A new carbon composite, which is the material used in recent car trunks, is now capable of running LED lights and this can help electric vehicles on a dual front.
This new composite material can at the same time withstand mechanical loads and stock electrical energy, scientists in UK and Belgium have mentioned who are the creators of this technology. Being based on activated carbon fibres, the structural supercapacitor is formed into a car boot lid that is capable of powering LEDs.
This composite can be viewed as a substitute to assembling two separate components that could aid electric vehicles by constructing bodywork which stocks power too, thus saving up on space as well as weight.
‘Multifunctional structural energy materials hold great promise in enabling more energy efficient and environmentally-friendly technologies, as they will make a considerable difference in terms of how we store and deliver energy in the future,’ says Guihua Yu, an energy storage specialist at the University of Texas in Austin, US.
Milo Shaffer of Imperial College of London, UK, is of the idea that carbon based materials are the base of various structural composites as well as electrochemical devices. He created a material that combined the strength and stiffness of structural carbon fibers and the ionic conductivity of activated carbon.

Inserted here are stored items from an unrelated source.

use eframe::egui::{self, Color32, CornerRadius, FontId, Frame, Margin, Stroke, TextStyle};

#[derive(Debug, Clone, Copy, PartialEq, Eq)]
pub enum ThemePreference {
    Light,
    Dark,
}

impl ThemePreference {
    pub fn code(self) -> &'static str {
        match self {
            Self::Light => "light",
            Self::Dark => "dark",
        }
    }

    pub fn from_code(code: &str) -> Option<Self> {
        match code.trim() {
            "light" => Some(Self::Light),
            "dark" => Some(Self::Dark),
            _ => None,
        }
    }

    pub fn toggled(self) -> Self {
        match self {
            Self::Light => Self::Dark,
            Self::Dark => Self::Light,
        }
    }
}

#[derive(Debug, Clone)]
pub struct Theme {
    pub dark: bool,
    pub surface_0: Color32,
    pub surface_1: Color32,
    pub surface_2: Color32,
    pub surface_3: Color32,
    pub accent_primary: Color32,
    pub accent_muted: Color32,
    pub success: Color32,
    pub warning: Color32,
    pub danger: Color32,
    pub info: Color32,
    pub text_primary: Color32,
    pub text_muted: Color32,
    pub text_on_accent: Color32,
    pub border_subtle: Color32,
    pub spacing_4: f32,
    pub spacing_8: f32,
    pub spacing_12: f32,
    pub spacing_16: f32,
    pub radius_8: u8,
    pub radius_10: u8,
    pub radius_12: u8,
}

impl Default for Theme {
    fn default() -> Self {
        Self::dark()
    }
}

impl Theme {
    pub const R8: u8 = 8;
    pub const R12: u8 = 12;
    pub const P8: f32 = 8.0;
    pub const P12: f32 = 12.0;
    pub const P16: f32 = 16.0;

    pub fn dark() -> Self {
        Self {
            dark: true,
            surface_0: Color32::from_rgb(0x0F, 0x11, 0x15),
            surface_1: Color32::from_rgb(0x16, 0x1A, 0x20),
            surface_2: Color32::from_rgb(0x1C, 0x22, 0x2B),
            surface_3: Color32::from_rgb(0x22, 0x2A, 0x35),
            accent_primary: Color32::from_rgb(0x3B, 0x82, 0xF6),
            accent_muted: Color32::from_rgb(0x2F, 0x6E, 0xD8),
            success: Color32::from_rgb(0x22, 0xC5, 0x5E),
            warning: Color32::from_rgb(0xF5, 0x9E, 0x0B),
            danger: Color32::from_rgb(0xEF, 0x44, 0x44),
            info: Color32::from_rgb(0x0E, 0xA5, 0xE9),
            text_primary: Color32::from_rgb(0xE6, 0xED, 0xF3),
            text_muted: Color32::from_rgb(0x8B, 0x94, 0x9E),
            text_on_accent: Color32::from_rgb(0xF8, 0xFB, 0xFF),
            border_subtle: Color32::from_rgba_premultiplied(255, 255, 255, 13),
            spacing_4: 4.0,
            spacing_8: Self::P8,
            spacing_12: Self::P12,
            spacing_16: Self::P16,
            radius_8: Self::R8,
            radius_10: 10,
            radius_12: Self::R12,
        }
    }

    pub fn light() -> Self {
        Self {
            dark: false,
            surface_0: Color32::from_rgb(0xF8, 0xF9, 0xFA),
            surface_1: Color32::from_rgb(0xFF, 0xFF, 0xFF),
            surface_2: Color32::from_rgb(0xF1, 0xF3, 0xF5),
            surface_3: Color32::from_rgb(0xE9, 0xEC, 0xEF),
            accent_primary: Color32::from_rgb(0x0D, 0x6E, 0xFD),
            accent_muted: Color32::from_rgb(0x6E, 0xA8, 0xFE),
            success: Color32::from_rgb(0x19, 0x87, 0x54),
            warning: Color32::from_rgb(0xB4, 0x6A, 0x00),
            danger: Color32::from_rgb(0xDC, 0x35, 0x45),
            info: Color32::from_rgb(0x0A, 0x86, 0xA8),
            text_primary: Color32::from_rgb(0x21, 0x25, 0x29),
            text_muted: Color32::from_rgb(0x6C, 0x75, 0x7D),
            text_on_accent: Color32::from_rgb(0xFF, 0xFF, 0xFF),
            border_subtle: Color32::from_rgba_premultiplied(0, 0, 0, 20),
            ..Self::dark()
        }
    }

    /// Palette for an explicit preference, or for the system theme when the
    /// user never picked one.
    pub fn resolve(preference: Option<ThemePreference>, system: Option<egui::Theme>) -> Self {
        let dark = match preference {
            Some(ThemePreference::Dark) => true,
            Some(ThemePreference::Light) => false,
            None => !matches!(system, Some(egui::Theme::Light)),
        };
        if dark {
            Self::dark()
        } else {
            Self::light()
        }
    }

    pub fn preference(&self) -> ThemePreference {
        if self.dark {
            ThemePreference::Dark
        } else {
            ThemePreference::Light
        }
    }

    pub fn apply_visuals(&self, ctx: &egui::Context) {
        let mut visuals = if self.dark {
            egui::Visuals::dark()
        } else {
            egui::Visuals::light()
        };
        visuals.panel_fill = self.surface_1;
        visuals.override_text_color = Some(self.text_primary);
        visuals.widgets.noninteractive.fg_stroke.color = self.text_primary;
        visuals.widgets.noninteractive.bg_fill = self.surface_2;
        visuals.widgets.noninteractive.weak_bg_fill = self.surface_2;
        visuals.widgets.noninteractive.bg_stroke = Stroke::NONE;
        visuals.widgets.inactive.bg_fill = self.surface_2;
        visuals.widgets.inactive.fg_stroke.color = self.text_primary;
        visuals.widgets.inactive.bg_stroke = Stroke::NONE;
        visuals.widgets.hovered.bg_fill = self.surface_3;
        visuals.widgets.hovered.bg_stroke = Stroke::NONE;
        visuals.widgets.hovered.fg_stroke.color = self.text_primary;
        visuals.widgets.active.bg_fill = self.accent_muted;
        visuals.widgets.active.bg_stroke = Stroke::NONE;
        visuals.widgets.active.fg_stroke.color = self.text_primary;
        visuals.selection.bg_fill = self.accent_muted;
        visuals.hyperlink_color = self.accent_primary;
        visuals.window_fill = self.surface_1;
        visuals.window_stroke = Stroke::new(1.0, self.border_subtle);
        visuals.window_corner_radius = CornerRadius::same(self.radius_10);
        let target = self.egui_theme();
        let mut style = (*ctx.style_of(target)).clone();
        style.visuals = visuals;
        style.spacing.item_spacing = egui::vec2(10.0, 10.0);
        style.spacing.button_padding = egui::vec2(12.0, 8.0);
        style.text_styles.insert(TextStyle::Heading, FontId::proportional(17.0));
        style.text_styles.insert(TextStyle::Body, FontId::proportional(14.0));
        style.text_styles.insert(TextStyle::Monospace, FontId::monospace(13.0));
        style.text_styles.insert(TextStyle::Small, FontId::proportional(12.0));
        ctx.set_style_of(target, style);
    }

    pub fn egui_theme(&self) -> egui::Theme {
        if self.dark {
            egui::Theme::Dark
        } else {
            egui::Theme::Light
        }
    }

    pub fn panel_frame(&self, fill: Color32, inner_padding: i8) -> Frame {
        Frame::new()
            .fill(fill)
            .inner_margin(Margin::same(inner_padding))
            .corner_radius(CornerRadius::same(self.radius_12))
            .stroke(Stroke::NONE)
    }

    pub fn card_frame(&self) -> Frame {
        self.panel_frame(self.surface_2, self.spacing_12 as i8)
    }

    pub fn bubble_frame(&self, from_user: bool) -> Frame {
        let fill = if from_user {
            self.accent_muted
        } else {
            self.surface_2
        };
        Frame::new()
            .fill(fill)
            .inner_margin(Margin::symmetric(self.spacing_12 as i8, self.spacing_8 as i8))
            .corner_radius(CornerRadius::same(self.radius_8))
    }

    pub fn composer_frame(&self) -> Frame {
        Frame::new()
            .fill(self.surface_2)
            .inner_margin(Margin::symmetric(self.spacing_12 as i8, 10))
            .corner_radius(CornerRadius::same(self.radius_12))
            .stroke(Stroke::NONE)
    }
}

A crucial part of the study revolved around increasing the surface area of structural carbon fibers for usage as supercapacitor electrodes. The surface area and specific capacitance could be increased by three orders of magnitude formation of highly porous carbon aerogel around the fibers and this provided added benefits to its mechanical properties.
Shaffer confirms that the main challenge of the study arrived in the form of multifunctional electrolyte which needs to combine mechanical properties with ionic conductivity – two essentially inverse concepts. A balance in the performance levels was achieved by coming up with a bicontinuous structure consisting of an epoxy resin for its mechanical properties and an ionic liquid for purpose of ionic conduction.
The composites have a laminated nature and this helps energy storage devices like for instance lithium ion batteries, and the like. The question remains – ‘Why a supercapacitor then?’ Batteries have a lot of issues with volume expansion and therefore it is a tad bit difficult to make these devices well structured. Shaffer explains, ‘which is why we found supercapacitors interesting; you can have a useful energy function but don’t necessarily have any volume change.’
There is something else that needs a mention too: the power density of the material - which happens to be lower than the current technologically advanced supercapacitors. Nevertheless, Shaffer is conscious of the shortcomings of the material and the development of such a system is no easy task.
‘It is a critical step toward the right direction; various possible ways were tried to develop an optimised, processable device system,’ explains Chuizhou Meng, a supercapacitor expert at Purdue University in the US. ‘Many studies in the future will be guided by this work following the research strategy of elaborately finding a balance between mechanical and electrochemical properties.’